The response must be made up of the lines in the entries below that contain "green".

## Record excerpts
* * *
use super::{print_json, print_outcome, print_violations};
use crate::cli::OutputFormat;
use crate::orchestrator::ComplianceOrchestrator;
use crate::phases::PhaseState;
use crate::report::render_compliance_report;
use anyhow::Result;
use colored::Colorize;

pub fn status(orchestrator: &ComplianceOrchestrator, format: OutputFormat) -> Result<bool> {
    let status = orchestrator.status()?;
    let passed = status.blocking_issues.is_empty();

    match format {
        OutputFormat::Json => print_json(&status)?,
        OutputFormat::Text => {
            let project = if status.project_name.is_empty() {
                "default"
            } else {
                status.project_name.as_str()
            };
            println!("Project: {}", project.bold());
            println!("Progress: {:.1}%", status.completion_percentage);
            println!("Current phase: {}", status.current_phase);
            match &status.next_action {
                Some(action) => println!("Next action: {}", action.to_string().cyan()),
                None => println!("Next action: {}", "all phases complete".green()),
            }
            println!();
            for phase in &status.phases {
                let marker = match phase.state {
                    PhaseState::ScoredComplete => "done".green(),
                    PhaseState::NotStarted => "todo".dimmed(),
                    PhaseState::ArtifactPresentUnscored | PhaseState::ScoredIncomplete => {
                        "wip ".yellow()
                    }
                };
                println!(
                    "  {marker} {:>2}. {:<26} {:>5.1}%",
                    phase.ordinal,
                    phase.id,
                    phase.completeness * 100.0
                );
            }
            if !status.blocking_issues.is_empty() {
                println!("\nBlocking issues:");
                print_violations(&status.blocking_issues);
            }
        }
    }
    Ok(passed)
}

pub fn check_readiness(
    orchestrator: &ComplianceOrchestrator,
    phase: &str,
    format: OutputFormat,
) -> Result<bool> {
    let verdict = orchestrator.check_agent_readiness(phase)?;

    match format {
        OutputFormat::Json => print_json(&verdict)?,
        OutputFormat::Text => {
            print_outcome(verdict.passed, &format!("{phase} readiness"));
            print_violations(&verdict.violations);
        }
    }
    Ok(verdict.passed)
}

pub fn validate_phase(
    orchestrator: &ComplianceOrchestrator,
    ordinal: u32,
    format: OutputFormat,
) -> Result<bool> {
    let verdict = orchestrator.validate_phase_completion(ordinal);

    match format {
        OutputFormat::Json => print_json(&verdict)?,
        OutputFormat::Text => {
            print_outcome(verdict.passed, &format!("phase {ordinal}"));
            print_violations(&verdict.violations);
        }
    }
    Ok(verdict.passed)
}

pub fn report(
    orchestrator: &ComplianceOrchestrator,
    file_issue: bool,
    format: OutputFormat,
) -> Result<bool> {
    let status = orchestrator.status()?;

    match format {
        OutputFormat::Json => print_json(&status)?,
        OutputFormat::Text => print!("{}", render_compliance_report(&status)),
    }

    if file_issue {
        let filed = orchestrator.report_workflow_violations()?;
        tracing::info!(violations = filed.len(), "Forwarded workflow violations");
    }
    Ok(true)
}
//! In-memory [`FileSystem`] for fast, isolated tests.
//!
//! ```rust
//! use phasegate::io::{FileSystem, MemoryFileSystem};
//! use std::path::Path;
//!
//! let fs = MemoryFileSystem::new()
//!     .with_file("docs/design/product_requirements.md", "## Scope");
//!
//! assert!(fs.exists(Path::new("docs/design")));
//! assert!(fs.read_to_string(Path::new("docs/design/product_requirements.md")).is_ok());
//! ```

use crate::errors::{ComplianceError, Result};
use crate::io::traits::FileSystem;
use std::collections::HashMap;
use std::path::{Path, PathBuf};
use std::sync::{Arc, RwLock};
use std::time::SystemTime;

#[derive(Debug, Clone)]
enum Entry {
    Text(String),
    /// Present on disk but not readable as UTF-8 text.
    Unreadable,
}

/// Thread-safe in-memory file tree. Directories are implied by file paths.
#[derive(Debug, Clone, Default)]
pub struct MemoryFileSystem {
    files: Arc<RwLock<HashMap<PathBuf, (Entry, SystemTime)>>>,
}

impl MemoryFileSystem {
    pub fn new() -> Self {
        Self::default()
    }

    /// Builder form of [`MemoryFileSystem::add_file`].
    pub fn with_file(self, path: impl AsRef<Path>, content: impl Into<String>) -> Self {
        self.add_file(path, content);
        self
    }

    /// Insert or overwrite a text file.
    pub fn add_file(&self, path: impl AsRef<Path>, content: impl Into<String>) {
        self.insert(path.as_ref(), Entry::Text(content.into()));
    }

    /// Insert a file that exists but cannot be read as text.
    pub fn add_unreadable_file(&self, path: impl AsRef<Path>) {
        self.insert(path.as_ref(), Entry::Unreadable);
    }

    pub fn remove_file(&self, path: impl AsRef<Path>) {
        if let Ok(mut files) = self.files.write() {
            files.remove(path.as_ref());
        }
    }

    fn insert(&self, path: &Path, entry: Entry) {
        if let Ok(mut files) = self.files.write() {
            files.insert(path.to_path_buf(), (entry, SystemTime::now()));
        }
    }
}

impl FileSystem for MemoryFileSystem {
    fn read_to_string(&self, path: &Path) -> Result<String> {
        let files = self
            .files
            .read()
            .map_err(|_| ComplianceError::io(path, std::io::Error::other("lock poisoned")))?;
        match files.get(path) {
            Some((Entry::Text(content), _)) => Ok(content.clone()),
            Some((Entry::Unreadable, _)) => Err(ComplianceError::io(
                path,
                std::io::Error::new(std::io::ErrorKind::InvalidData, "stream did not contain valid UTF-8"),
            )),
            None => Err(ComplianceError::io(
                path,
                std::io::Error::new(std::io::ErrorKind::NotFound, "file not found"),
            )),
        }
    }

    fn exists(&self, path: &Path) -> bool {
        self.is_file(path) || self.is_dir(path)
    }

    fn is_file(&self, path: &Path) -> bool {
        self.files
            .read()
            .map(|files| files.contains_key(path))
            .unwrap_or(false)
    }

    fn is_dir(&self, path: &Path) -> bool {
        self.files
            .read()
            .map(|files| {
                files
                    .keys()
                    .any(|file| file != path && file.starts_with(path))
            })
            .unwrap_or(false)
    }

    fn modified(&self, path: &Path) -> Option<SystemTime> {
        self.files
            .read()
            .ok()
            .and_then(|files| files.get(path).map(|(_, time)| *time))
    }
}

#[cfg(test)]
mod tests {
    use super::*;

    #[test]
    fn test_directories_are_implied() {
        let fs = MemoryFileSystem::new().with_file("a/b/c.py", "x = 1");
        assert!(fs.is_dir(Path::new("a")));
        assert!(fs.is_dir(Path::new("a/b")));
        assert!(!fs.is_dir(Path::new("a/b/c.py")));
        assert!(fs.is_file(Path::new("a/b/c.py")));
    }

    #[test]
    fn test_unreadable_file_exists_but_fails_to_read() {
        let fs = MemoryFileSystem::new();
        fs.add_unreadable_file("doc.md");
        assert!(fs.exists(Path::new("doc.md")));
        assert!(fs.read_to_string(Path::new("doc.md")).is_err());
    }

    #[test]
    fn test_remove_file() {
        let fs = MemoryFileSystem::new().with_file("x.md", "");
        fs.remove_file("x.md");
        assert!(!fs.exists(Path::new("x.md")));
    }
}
* * *
## Answer space
                None => println!("Next action: {}", "all phases complete".green()),
                    PhaseState::ScoredComplete => "done".green(),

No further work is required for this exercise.